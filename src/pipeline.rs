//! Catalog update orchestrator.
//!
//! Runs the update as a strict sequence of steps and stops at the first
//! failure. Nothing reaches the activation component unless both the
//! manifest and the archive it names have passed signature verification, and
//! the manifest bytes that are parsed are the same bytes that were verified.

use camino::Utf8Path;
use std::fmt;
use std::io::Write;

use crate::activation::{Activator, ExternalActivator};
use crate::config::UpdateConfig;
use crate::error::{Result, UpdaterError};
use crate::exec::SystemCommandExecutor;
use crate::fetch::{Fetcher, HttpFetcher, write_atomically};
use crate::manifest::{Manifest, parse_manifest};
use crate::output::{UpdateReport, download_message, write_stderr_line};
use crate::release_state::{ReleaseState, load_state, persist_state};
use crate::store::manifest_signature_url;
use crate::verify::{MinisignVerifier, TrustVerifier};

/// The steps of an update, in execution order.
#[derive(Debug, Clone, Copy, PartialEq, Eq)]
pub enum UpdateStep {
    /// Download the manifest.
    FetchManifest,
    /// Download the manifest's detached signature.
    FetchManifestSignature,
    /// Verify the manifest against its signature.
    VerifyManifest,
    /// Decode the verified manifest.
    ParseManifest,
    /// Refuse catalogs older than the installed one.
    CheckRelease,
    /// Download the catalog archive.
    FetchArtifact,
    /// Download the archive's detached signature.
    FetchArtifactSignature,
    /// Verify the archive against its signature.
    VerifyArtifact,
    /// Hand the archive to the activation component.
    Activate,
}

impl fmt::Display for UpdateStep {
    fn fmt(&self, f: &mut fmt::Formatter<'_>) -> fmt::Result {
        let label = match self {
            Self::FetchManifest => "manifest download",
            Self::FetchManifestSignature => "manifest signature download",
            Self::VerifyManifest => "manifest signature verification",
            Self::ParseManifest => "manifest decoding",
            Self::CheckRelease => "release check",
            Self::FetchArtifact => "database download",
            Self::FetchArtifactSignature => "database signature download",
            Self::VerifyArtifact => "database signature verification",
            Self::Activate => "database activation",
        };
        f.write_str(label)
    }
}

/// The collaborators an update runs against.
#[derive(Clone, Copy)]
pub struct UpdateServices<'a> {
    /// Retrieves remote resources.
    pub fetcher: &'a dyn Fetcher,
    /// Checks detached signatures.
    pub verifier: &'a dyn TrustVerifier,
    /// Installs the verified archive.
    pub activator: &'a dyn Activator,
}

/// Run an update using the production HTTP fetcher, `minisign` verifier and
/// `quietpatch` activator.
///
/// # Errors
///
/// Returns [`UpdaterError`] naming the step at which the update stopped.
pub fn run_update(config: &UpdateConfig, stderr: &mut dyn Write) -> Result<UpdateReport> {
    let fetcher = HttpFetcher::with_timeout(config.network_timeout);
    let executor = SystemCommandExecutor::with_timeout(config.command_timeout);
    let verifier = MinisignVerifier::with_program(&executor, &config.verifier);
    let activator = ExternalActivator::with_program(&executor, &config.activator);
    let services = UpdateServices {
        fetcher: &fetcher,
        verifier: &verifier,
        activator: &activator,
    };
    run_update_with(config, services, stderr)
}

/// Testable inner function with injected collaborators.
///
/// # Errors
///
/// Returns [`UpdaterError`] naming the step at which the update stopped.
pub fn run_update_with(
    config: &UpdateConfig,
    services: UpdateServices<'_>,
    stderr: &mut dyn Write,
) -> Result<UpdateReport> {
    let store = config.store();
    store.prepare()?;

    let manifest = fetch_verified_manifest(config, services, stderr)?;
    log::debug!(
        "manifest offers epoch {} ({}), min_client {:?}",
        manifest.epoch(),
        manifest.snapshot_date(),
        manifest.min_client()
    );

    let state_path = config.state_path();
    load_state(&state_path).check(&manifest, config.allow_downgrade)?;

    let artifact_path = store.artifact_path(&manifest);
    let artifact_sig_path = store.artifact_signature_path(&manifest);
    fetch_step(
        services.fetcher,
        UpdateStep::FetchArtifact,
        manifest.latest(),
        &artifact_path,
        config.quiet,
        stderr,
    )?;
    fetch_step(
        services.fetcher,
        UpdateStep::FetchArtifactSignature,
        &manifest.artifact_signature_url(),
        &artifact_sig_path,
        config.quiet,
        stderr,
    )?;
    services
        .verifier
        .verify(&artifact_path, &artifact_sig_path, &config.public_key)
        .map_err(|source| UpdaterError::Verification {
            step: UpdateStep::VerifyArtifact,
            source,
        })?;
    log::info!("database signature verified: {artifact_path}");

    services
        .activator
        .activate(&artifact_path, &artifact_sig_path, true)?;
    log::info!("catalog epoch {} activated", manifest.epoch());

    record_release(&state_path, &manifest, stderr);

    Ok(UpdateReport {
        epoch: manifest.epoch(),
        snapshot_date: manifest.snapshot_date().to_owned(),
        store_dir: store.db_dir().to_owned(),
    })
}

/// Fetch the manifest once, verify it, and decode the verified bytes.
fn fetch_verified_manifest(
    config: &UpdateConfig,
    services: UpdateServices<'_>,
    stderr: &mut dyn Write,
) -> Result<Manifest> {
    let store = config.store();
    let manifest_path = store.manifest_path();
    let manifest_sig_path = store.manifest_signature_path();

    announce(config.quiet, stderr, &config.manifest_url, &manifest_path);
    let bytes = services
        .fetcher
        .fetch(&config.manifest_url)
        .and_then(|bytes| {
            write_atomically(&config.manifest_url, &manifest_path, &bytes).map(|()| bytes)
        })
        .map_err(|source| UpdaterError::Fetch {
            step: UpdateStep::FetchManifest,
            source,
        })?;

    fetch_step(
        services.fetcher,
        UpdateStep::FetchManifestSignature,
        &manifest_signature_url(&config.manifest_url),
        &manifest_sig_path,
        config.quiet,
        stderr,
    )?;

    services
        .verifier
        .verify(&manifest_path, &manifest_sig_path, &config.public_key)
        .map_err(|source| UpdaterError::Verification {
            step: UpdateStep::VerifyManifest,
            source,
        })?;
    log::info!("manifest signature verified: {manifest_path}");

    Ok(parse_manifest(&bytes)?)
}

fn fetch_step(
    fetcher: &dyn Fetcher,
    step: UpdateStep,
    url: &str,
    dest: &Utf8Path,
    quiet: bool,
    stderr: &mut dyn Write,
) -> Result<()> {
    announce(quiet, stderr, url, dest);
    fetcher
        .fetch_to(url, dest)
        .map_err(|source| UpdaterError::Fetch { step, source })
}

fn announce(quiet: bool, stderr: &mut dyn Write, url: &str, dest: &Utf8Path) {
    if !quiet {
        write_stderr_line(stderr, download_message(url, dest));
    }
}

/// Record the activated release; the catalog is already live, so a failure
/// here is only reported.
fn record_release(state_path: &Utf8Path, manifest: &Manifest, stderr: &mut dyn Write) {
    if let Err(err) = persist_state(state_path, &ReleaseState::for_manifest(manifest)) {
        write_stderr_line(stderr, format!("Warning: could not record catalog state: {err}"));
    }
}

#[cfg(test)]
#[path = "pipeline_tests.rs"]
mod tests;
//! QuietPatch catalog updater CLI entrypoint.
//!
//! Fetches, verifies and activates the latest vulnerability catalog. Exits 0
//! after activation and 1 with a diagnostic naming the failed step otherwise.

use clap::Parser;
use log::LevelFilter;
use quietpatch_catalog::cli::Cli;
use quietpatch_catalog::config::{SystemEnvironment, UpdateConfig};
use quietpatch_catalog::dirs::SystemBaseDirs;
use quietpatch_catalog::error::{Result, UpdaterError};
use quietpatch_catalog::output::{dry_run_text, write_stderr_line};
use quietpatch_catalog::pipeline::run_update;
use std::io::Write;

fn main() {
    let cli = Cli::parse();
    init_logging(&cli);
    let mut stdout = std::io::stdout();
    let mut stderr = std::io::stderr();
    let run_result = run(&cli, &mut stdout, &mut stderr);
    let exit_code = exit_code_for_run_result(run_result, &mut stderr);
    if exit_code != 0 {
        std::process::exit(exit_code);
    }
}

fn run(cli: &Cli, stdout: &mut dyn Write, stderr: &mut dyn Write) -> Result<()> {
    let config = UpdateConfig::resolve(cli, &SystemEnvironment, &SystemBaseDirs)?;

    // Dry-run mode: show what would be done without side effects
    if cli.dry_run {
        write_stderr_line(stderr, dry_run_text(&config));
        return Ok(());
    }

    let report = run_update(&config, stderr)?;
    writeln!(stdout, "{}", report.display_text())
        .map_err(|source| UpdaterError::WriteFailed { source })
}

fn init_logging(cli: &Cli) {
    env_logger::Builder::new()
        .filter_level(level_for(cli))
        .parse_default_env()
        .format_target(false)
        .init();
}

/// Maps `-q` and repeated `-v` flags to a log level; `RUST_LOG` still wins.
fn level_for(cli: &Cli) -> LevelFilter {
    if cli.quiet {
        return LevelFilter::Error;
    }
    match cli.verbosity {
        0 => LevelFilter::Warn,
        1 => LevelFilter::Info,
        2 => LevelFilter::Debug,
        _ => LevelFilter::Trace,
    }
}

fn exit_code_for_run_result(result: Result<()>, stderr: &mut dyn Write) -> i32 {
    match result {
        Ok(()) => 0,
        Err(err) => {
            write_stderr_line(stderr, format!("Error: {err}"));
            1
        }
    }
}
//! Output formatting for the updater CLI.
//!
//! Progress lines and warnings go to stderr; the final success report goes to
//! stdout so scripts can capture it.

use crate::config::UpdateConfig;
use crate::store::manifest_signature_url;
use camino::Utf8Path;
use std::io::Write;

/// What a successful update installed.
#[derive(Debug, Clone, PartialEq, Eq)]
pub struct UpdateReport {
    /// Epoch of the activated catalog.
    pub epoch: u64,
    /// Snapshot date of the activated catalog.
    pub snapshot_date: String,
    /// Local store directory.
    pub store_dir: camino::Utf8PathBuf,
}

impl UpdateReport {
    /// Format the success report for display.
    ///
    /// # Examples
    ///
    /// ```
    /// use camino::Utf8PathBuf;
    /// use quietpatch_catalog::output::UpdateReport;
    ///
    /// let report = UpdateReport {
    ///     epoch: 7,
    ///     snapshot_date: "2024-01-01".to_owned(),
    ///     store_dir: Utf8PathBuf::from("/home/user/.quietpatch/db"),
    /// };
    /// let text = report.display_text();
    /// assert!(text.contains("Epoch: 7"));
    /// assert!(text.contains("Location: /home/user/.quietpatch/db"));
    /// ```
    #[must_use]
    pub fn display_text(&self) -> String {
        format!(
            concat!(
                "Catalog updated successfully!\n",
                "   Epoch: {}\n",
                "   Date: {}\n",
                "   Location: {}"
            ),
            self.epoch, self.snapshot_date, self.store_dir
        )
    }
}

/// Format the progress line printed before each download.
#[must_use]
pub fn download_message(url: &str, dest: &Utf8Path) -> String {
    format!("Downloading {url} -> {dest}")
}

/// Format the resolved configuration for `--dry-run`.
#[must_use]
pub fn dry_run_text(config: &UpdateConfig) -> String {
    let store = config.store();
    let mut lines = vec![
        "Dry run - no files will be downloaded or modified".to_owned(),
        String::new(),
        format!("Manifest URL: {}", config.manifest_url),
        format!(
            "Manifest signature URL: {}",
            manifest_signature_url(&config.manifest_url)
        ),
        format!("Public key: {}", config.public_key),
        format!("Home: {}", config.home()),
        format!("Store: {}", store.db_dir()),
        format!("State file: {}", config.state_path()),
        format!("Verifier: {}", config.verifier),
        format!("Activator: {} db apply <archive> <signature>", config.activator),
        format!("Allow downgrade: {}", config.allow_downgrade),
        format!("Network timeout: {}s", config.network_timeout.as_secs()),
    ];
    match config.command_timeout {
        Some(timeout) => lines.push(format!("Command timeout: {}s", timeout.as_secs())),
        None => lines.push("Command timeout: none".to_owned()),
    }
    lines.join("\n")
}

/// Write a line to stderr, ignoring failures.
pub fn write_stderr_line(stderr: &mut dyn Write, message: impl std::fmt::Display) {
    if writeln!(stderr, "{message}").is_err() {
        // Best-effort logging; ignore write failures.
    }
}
# # # # #
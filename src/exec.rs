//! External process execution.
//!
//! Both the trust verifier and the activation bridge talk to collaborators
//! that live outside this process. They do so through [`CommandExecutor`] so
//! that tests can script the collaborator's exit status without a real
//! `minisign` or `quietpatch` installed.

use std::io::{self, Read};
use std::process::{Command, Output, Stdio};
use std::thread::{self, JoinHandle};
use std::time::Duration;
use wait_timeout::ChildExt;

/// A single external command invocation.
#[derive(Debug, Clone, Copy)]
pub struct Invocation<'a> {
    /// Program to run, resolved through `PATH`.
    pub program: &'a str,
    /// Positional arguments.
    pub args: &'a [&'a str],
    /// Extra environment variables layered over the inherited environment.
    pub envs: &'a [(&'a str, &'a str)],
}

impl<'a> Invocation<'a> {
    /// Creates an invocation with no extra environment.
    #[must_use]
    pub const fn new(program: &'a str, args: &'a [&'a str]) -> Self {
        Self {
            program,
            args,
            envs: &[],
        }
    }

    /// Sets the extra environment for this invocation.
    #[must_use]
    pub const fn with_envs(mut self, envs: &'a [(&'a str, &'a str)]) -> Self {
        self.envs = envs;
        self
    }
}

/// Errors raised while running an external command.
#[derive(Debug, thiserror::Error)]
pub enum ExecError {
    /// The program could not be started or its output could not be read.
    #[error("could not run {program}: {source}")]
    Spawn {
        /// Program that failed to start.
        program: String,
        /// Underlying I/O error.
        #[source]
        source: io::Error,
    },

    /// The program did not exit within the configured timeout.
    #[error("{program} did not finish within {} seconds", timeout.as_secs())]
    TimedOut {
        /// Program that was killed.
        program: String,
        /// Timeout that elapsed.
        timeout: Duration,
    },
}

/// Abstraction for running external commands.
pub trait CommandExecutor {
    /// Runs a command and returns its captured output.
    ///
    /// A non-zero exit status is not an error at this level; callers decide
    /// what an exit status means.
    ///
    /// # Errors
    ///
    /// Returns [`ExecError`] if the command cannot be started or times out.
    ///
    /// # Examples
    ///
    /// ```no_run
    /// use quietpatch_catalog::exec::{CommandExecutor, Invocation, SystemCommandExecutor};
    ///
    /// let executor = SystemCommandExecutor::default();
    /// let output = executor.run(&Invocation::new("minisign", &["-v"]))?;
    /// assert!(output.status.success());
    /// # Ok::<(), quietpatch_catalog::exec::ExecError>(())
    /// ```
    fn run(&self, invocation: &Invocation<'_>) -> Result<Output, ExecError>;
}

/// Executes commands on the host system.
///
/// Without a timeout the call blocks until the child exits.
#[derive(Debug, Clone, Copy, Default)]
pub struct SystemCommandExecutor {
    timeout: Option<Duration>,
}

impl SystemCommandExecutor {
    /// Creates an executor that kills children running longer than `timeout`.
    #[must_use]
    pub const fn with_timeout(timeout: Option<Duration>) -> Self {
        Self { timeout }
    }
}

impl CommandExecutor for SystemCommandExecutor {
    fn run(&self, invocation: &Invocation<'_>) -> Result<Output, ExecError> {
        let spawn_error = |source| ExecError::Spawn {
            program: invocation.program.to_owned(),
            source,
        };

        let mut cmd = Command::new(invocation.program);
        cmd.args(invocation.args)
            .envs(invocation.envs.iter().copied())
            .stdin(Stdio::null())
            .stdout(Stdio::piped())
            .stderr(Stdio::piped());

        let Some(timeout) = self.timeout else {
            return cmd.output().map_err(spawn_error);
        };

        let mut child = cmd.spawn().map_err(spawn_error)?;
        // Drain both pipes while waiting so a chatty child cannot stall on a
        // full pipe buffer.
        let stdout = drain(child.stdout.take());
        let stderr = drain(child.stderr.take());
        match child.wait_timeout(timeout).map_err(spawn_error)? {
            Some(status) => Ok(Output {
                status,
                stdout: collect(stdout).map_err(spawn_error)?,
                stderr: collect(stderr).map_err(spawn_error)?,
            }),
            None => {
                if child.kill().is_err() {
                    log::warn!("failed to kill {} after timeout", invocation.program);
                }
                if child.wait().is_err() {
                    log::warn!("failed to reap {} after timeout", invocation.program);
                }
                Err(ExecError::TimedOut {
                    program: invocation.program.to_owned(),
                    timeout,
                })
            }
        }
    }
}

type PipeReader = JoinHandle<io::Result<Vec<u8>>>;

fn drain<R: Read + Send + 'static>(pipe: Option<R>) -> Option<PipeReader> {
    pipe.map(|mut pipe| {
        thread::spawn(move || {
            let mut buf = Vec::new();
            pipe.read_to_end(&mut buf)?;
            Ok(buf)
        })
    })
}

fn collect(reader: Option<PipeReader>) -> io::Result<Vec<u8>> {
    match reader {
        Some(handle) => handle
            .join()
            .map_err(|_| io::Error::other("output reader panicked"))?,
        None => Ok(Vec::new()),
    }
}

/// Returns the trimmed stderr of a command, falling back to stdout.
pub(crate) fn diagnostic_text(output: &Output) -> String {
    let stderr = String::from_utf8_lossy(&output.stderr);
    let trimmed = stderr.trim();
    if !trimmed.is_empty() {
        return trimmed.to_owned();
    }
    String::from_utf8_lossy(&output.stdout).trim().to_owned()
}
# # # # #
→ WHAT IS NEEDED: A single number is required: the count of lines in the data above that include the word "archive".

→ TASK ANSWER: 7